Not much has changed on the mountain. It's drier having absolutely no snow on it even on its peak, the road isn't any better and the hair-pin turns are still as hair-pin as ever.


Coming home I stopped at a Carl's Jr for some dinner and was surprised to notice that there was a rent-a-cop working there! Security guards in fast-food restaurants?


I thought maybe he worked nearby and was on his break until an armored car pulled up and the guy came in to get the money and waved at the rent-a-cop.

What's this world coming to when there's a security guard at a Carl's Jr????






--Kathy

Friday, May 22, 2009

A Trip to the Bookstore


Dear Lucy,

Yesterday after reading a friend's blog I set off to the book store to find the two books she had recommended to those with a creative bent.


The books were in the self-help section, and while trying to get me to check out a self-help section is like trying to get a dentalphobe to the office for a root-canal, I went. I didn't find the books I was looking for (they were sold out), but I did pass a section on, Death, Dying, and Grief.


I ignored it the first time around, and then finally figured, "what the heck, I'll see what the latest psychobabble on the topics is".


Most of the books were pretty much that. Lots of blah, blah, about the stages of grief and what to expect. Too many words for me.


Then I hit upon this one: Living When a Loved One has Died, by Earl A. Grollman. It was poetry.

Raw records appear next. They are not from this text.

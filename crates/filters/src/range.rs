//! Numeric range checks over table rows
//!
//! Policies describe their rules with a [`RowChecks`] builder. Rules that
//! name a column the table does not have are skipped, so every policy is
//! total over arbitrary input.

use housefilter_formats::{Cell, Table};
use serde::{Deserialize, Serialize};
use std::fmt;

/// A closed numeric interval, optionally open at the lower end
#[derive(Debug, Clone, Copy, PartialEq, Serialize, Deserialize)]
pub struct NumericRange {
    pub min: f64,
    pub max: f64,
    /// Exclude `min` itself, e.g. areas that must be strictly positive
    #[serde(default)]
    pub exclusive_min: bool,
}

impl NumericRange {
    /// `[min, max]`
    pub const fn inclusive(min: f64, max: f64) -> Self {
        Self {
            min,
            max,
            exclusive_min: false,
        }
    }

    /// `(min, max]`
    pub const fn above(min: f64, max: f64) -> Self {
        Self {
            min,
            max,
            exclusive_min: true,
        }
    }

    pub fn contains(&self, value: f64) -> bool {
        let above_min = if self.exclusive_min {
            value > self.min
        } else {
            value >= self.min
        };
        above_min && value <= self.max
    }

    /// Whether the cell is numeric and inside the range. Nulls never are.
    pub fn accepts(&self, cell: &Cell) -> bool {
        cell.as_f64().map_or(false, |v| self.contains(v))
    }
}

impl fmt::Display for NumericRange {
    fn fmt(&self, f: &mut fmt::Formatter<'_>) -> fmt::Result {
        let open = if self.exclusive_min { '(' } else { '[' };
        write!(f, "{}{}, {}]", open, self.min, self.max)
    }
}

/// A single row-level rule with resolved column indices
#[derive(Debug, Clone)]
enum RowCheck {
    InRange { idx: usize, range: NumericRange },
    NullOrInRange { idx: usize, range: NumericRange },
    NotNull { idx: usize },
    NotBothZero { a: usize, b: usize },
    NotAllNull,
}

impl RowCheck {
    fn passes(&self, row: &[Cell]) -> bool {
        match self {
            RowCheck::InRange { idx, range } => range.accepts(&row[*idx]),
            RowCheck::NullOrInRange { idx, range } => row[*idx].is_null() || range.accepts(&row[*idx]),
            RowCheck::NotNull { idx } => !row[*idx].is_null(),
            RowCheck::NotBothZero { a, b } => {
                !(row[*a].as_f64() == Some(0.0) && row[*b].as_f64() == Some(0.0))
            }
            RowCheck::NotAllNull => row.iter().any(|cell| !cell.is_null()),
        }
    }
}

/// Builder collecting the rules a row must satisfy to be kept
#[derive(Debug, Clone)]
pub struct RowChecks<'t> {
    table: &'t Table,
    checks: Vec<RowCheck>,
}

impl<'t> RowChecks<'t> {
    pub fn for_table(table: &'t Table) -> Self {
        Self {
            table,
            checks: Vec::new(),
        }
    }

    /// Keep rows whose `column` is numeric and within `range`.
    pub fn in_range(mut self, column: &str, range: NumericRange) -> Self {
        if let Some(idx) = self.table.column_index(column) {
            self.checks.push(RowCheck::InRange { idx, range });
        }
        self
    }

    /// Keep rows whose cell at `idx` is null or within `range`.
    pub fn null_or_in_range_at(mut self, idx: usize, range: NumericRange) -> Self {
        if idx < self.table.width() {
            self.checks.push(RowCheck::NullOrInRange { idx, range });
        }
        self
    }

    pub fn not_null(mut self, column: &str) -> Self {
        if let Some(idx) = self.table.column_index(column) {
            self.checks.push(RowCheck::NotNull { idx });
        }
        self
    }

    /// Rules for a coordinate pair, applied only when both columns exist:
    /// both present, not the `(0, 0)` placeholder, and inside `bounds` if given.
    pub fn coordinates(
        mut self,
        lat: &str,
        long: &str,
        bounds: Option<(NumericRange, NumericRange)>,
    ) -> Self {
        if let (Some(a), Some(b)) = (self.table.column_index(lat), self.table.column_index(long)) {
            self.checks.push(RowCheck::NotNull { idx: a });
            self.checks.push(RowCheck::NotNull { idx: b });
            match bounds {
                Some((lat_range, long_range)) => {
                    self.checks.push(RowCheck::InRange { idx: a, range: lat_range });
                    self.checks.push(RowCheck::InRange { idx: b, range: long_range });
                }
                None => self.checks.push(RowCheck::NotBothZero { a, b }),
            }
        }
        self
    }

    pub fn not_all_null(mut self) -> Self {
        self.checks.push(RowCheck::NotAllNull);
        self
    }

    /// Number of rules that survived column resolution
    pub fn len(&self) -> usize {
        self.checks.len()
    }

    pub fn is_empty(&self) -> bool {
        self.checks.is_empty()
    }

    /// Derive the table of rows passing every rule.
    pub fn apply(self) -> Table {
        let checks = self.checks;
        self.table
            .filter_rows(|row| checks.iter().all(|check| check.passes(row)))
    }
}

/// Drop rows in which every cell is null.
pub fn drop_empty_rows(table: &Table) -> Table {
    RowChecks::for_table(table).not_all_null().apply()
}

Really. It was pages of poetry that so touched me I nearly started crying in the store. Here is the first one that hit home:


"Your loved one has died.
You are unprepared.
The death has struck
like a tidal wave.
You are cut loose from your
moorings.
You are all but drowning in the
sea of your private sorrow.
The person who has
been part of
your life is gone forever.
It is final, irrevocable.
Part of you has died."


Wow. That's it! That is exactly how I feel and I have been struggling to put it in words for months. Part of me has died and I feel completely cut loose from my moorings.


Lost. Vulnerable. The one and only person on this dustball we call earth who knew me inside and out--and still loved me!--is gone forever and poof, just like that, my life is completely upside down. I don't know who I am anymore, I don't know where I am going, and the person I had the most history with is not around to share that with and help me find my way.


And the worst part is that no one can really reach into that place in me and comfort it. They can offer solace, friendship, love, but it won't reach that place.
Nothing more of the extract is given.